Within the material below, how many lines contain the word "expected"? Give that number only.
+++ RECORD EXCERPTS +++
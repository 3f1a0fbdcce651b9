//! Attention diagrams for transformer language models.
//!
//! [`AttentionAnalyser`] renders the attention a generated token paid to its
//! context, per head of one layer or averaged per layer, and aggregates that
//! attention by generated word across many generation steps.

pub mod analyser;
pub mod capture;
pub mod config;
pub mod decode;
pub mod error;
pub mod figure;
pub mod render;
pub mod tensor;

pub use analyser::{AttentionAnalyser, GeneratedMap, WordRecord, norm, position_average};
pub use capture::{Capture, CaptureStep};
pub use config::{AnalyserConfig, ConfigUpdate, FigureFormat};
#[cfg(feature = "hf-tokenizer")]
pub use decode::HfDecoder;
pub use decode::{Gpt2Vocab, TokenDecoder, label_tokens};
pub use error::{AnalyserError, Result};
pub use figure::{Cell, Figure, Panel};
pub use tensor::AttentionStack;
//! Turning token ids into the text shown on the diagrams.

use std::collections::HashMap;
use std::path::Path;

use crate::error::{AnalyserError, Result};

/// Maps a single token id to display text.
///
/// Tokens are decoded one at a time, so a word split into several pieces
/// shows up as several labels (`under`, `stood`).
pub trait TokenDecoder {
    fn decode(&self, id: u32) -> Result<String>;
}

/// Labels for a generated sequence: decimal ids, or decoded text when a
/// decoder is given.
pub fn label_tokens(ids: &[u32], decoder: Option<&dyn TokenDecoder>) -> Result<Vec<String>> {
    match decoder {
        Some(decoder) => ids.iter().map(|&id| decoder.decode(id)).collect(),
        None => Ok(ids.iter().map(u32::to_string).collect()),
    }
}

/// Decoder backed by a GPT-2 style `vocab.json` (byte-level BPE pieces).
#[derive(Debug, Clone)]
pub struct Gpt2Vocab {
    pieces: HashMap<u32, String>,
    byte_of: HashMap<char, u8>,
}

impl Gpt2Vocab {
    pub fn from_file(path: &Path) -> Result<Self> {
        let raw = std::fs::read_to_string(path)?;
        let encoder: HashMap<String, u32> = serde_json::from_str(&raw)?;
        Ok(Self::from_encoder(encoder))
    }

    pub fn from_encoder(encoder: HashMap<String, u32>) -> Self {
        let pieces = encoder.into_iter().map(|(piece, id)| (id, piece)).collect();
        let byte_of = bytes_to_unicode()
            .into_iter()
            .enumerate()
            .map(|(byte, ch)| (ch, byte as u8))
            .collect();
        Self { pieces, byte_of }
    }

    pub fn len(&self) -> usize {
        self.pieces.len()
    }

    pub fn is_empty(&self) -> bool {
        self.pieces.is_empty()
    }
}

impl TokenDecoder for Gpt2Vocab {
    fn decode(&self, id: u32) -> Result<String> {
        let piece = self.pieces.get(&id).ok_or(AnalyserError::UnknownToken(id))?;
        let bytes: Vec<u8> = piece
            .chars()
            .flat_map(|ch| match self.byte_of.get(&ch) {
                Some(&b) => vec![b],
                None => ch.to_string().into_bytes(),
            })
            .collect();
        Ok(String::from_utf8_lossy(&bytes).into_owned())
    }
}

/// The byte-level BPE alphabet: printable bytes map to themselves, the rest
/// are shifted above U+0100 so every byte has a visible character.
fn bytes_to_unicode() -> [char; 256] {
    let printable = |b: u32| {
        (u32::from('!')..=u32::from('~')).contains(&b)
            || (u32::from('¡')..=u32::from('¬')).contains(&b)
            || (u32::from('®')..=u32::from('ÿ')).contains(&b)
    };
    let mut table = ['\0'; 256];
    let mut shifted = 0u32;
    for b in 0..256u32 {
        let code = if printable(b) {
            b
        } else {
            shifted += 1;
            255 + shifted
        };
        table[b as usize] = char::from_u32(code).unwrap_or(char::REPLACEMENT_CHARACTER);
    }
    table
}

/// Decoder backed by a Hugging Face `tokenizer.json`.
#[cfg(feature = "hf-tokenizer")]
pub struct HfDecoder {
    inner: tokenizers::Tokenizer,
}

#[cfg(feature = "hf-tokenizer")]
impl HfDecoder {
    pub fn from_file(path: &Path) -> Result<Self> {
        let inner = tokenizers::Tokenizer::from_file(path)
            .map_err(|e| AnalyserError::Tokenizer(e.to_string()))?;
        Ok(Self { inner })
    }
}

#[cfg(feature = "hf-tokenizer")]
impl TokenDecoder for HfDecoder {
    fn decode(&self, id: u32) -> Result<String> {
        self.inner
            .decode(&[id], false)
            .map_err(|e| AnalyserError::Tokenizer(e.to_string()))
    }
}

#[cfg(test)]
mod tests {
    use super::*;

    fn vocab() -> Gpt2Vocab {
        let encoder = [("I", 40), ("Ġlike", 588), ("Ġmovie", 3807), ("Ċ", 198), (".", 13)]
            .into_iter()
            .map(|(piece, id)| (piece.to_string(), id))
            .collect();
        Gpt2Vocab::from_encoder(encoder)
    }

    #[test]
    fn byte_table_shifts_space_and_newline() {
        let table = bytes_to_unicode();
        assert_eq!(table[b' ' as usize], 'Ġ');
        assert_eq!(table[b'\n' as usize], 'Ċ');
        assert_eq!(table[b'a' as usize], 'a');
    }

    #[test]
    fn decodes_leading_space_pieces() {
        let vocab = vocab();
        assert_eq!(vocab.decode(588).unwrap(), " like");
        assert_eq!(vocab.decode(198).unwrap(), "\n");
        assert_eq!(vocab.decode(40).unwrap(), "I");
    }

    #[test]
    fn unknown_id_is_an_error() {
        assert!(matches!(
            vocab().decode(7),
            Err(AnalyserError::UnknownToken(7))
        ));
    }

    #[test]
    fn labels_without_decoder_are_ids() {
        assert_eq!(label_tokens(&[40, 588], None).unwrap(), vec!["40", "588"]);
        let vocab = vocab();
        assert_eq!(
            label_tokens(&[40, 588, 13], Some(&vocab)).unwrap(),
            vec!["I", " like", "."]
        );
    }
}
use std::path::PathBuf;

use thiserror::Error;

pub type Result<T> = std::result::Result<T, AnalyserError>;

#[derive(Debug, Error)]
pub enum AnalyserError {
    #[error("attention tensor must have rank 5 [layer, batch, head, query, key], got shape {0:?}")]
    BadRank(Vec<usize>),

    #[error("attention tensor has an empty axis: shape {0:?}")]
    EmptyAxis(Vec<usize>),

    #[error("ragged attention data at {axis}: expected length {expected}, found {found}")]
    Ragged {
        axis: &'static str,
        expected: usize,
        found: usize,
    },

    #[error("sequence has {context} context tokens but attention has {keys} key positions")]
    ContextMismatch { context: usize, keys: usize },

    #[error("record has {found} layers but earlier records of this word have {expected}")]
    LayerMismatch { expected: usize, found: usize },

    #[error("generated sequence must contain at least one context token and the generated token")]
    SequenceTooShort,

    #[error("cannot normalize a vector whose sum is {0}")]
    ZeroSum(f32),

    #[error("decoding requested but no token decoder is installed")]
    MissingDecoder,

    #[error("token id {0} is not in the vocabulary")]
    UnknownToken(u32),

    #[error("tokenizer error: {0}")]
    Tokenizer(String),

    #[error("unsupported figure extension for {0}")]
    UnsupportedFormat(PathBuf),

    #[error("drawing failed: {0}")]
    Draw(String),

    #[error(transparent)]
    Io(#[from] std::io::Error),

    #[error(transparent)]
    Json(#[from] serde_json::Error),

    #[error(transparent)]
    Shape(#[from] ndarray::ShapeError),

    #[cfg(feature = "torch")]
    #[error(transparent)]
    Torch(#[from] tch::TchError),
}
+++
+++ RECORD EXCERPTS +++
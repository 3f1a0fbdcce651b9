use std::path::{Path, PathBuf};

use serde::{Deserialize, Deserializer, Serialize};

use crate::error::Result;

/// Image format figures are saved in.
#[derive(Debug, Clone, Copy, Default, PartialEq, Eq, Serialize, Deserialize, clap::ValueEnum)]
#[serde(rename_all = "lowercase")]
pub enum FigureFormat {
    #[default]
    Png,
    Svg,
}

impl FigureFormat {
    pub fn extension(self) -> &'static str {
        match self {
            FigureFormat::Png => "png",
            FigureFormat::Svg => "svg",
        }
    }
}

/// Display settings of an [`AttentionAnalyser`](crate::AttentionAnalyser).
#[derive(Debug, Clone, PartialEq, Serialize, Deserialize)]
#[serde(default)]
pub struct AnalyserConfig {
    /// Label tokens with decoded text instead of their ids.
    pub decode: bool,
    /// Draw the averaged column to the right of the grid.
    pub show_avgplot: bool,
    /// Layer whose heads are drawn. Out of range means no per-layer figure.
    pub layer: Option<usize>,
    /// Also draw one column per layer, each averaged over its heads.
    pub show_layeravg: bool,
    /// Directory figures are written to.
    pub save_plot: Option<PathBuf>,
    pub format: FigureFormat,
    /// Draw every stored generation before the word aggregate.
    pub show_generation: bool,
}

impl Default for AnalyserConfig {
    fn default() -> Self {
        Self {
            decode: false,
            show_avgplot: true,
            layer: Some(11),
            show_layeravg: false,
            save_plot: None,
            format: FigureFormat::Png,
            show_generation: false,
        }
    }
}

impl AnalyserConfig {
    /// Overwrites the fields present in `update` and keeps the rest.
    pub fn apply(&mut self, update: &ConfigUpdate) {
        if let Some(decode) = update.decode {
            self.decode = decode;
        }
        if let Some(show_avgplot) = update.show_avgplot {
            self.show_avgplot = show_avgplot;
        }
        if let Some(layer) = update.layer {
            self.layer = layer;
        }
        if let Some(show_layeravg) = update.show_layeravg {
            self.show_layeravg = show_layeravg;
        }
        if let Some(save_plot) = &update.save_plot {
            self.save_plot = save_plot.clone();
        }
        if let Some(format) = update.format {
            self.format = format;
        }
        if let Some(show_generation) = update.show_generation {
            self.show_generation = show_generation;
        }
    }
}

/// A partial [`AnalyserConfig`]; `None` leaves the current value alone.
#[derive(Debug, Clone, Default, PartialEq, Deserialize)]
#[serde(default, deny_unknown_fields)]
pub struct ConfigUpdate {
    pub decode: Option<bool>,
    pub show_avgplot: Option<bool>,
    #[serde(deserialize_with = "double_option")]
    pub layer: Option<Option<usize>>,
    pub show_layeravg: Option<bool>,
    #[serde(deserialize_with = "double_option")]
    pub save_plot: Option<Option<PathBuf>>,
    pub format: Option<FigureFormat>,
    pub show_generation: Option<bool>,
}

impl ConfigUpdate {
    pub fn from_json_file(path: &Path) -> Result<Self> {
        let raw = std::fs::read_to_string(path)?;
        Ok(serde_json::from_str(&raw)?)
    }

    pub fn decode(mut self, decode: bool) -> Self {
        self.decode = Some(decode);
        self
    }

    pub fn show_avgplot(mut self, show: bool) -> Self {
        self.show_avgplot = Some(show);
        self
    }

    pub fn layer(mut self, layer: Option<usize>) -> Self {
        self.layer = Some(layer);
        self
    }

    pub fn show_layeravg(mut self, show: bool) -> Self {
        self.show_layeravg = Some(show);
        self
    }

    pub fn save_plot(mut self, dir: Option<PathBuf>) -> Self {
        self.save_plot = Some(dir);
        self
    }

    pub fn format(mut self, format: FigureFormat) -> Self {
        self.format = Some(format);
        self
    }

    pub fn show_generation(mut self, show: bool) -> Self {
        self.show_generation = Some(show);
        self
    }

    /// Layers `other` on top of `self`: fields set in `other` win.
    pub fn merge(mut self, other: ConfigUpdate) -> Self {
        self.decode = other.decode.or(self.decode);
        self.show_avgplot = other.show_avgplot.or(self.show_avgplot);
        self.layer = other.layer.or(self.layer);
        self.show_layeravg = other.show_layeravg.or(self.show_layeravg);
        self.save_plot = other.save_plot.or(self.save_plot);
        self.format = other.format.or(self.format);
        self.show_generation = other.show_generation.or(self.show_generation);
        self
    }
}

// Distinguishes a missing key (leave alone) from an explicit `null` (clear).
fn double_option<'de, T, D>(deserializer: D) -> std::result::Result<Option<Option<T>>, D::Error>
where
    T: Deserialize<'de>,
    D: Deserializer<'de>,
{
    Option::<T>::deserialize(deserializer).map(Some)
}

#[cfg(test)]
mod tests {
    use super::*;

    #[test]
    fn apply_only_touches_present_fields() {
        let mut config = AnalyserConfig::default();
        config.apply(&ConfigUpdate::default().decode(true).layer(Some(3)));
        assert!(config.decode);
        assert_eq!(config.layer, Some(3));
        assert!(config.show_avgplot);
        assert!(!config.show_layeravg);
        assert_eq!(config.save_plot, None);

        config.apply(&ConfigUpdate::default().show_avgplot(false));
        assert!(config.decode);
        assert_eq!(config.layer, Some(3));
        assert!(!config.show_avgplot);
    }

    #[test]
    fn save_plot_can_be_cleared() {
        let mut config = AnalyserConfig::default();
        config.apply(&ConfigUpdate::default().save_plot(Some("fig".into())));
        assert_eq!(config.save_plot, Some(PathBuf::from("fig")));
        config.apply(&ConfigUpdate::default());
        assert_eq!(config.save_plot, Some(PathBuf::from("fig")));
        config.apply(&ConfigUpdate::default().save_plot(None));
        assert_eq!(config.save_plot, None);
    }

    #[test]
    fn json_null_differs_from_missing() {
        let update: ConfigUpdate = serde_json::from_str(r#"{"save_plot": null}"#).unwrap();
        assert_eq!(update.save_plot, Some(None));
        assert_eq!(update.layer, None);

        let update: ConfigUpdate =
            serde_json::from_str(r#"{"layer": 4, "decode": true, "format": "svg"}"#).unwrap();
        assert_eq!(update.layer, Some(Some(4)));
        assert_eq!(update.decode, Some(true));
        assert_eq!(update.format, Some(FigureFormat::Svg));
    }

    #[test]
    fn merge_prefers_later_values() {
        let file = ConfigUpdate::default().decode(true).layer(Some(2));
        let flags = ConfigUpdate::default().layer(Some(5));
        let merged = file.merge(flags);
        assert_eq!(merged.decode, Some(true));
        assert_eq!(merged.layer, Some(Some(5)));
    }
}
+++
+++ RECORD EXCERPTS +++
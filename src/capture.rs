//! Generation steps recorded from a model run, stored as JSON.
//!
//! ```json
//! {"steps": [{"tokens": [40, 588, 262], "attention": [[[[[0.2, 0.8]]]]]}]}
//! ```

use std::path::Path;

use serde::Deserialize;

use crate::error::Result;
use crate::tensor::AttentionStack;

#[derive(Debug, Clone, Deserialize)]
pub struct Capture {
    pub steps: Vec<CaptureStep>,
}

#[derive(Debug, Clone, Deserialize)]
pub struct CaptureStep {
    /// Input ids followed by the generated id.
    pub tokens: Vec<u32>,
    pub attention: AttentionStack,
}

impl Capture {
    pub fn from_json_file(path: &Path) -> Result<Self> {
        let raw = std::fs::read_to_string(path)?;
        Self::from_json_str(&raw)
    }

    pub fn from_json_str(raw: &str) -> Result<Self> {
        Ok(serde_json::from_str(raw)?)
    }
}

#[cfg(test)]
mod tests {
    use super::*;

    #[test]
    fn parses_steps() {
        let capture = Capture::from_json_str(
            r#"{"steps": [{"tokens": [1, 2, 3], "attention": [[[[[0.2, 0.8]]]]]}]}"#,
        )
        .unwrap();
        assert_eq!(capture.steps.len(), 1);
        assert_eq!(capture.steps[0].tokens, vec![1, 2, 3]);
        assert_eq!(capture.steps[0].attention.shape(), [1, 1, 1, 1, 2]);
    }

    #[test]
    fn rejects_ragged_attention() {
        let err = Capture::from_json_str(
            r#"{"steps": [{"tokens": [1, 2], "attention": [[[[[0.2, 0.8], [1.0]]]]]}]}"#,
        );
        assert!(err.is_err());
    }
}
+++
* [EXERCISE OUTPUT]:
4